[PROBLEM DETAILS]: Set down each entry below exactly as it stands.

[DATA TO EXAMINE]:
━━━━

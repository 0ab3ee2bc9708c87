//! Request ID middleware.
//!
//! Every request carries an `X-Request-ID`, either the one supplied by the
//! client or a fresh UUID v4. It is stored in the request extensions, attached
//! to the request span and echoed on the response.

use axum::{
    extract::Request,
    http::{HeaderName, HeaderValue},
    middleware::Next,
    response::Response,
};
use tracing::Instrument;
use uuid::Uuid;

/// Header carrying the request ID
pub const REQUEST_ID_HEADER: &str = "x-request-id";

/// Request ID wrapper for extraction in handlers
#[derive(Clone, Debug, PartialEq, Eq)]
pub struct RequestId(pub String);

impl RequestId {
    pub fn as_str(&self) -> &str {
        &self.0
    }
}

impl std::fmt::Display for RequestId {
    fn fmt(&self, f: &mut std::fmt::Formatter<'_>) -> std::fmt::Result {
        f.write_str(&self.0)
    }
}

pub async fn request_id_middleware(mut req: Request, next: Next) -> Response {
    let request_id = req
        .headers()
        .get(REQUEST_ID_HEADER)
        .and_then(|v| v.to_str().ok())
        .filter(|v| !v.is_empty())
        .map_or_else(|| Uuid::new_v4().to_string(), String::from);

    req.extensions_mut().insert(RequestId(request_id.clone()));

    let span = tracing::info_span!(
        "request",
        request_id = %request_id,
        method = %req.method(),
        uri = %req.uri(),
    );

    let mut response = next.run(req).instrument(span).await;

    if let Ok(value) = HeaderValue::from_str(&request_id) {
        response
            .headers_mut()
            .insert(HeaderName::from_static(REQUEST_ID_HEADER), value);
    }

    response
}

━━━━

[TASK SOLUTION]:
repository 0ab3ee2bc9708c87
//! Request ID middleware.
//!
//! Every request carries an `X-Request-ID`, either the one supplied by the
//! client or a fresh UUID v4. It is stored in the request extensions, attached
//! to the request span and echoed on the response.

use axum::{
    extract::Request,
    http::{HeaderName, HeaderValue},
    middleware::Next,
    response::Response,
};
use tracing::Instrument;
use uuid::Uuid;

/// Header carrying the request ID
pub const REQUEST_ID_HEADER: &str = "x-request-id";

/// Request ID wrapper for extraction in handlers
#[derive(Clone, Debug, PartialEq, Eq)]
pub struct RequestId(pub String);

impl RequestId {
    pub fn as_str(&self) -> &str {
        &self.0
    }
}

impl std::fmt::Display for RequestId {
    fn fmt(&self, f: &mut std::fmt::Formatter<'_>) -> std::fmt::Result {
        f.write_str(&self.0)
    }
}

pub async fn request_id_middleware(mut req: Request, next: Next) -> Response {
    let request_id = req
        .headers()
        .get(REQUEST_ID_HEADER)
        .and_then(|v| v.to_str().ok())
        .filter(|v| !v.is_empty())
        .map_or_else(|| Uuid::new_v4().to_string(), String::from);

    req.extensions_mut().insert(RequestId(request_id.clone()));

    let span = tracing::info_span!(
        "request",
        request_id = %request_id,
        method = %req.method(),
        uri = %req.uri(),
    );

    let mut response = next.run(req).instrument(span).await;

    if let Ok(value) = HeaderValue::from_str(&request_id) {
        response
            .headers_mut()
            .insert(HeaderName::from_static(REQUEST_ID_HEADER), value);
    }

    response
}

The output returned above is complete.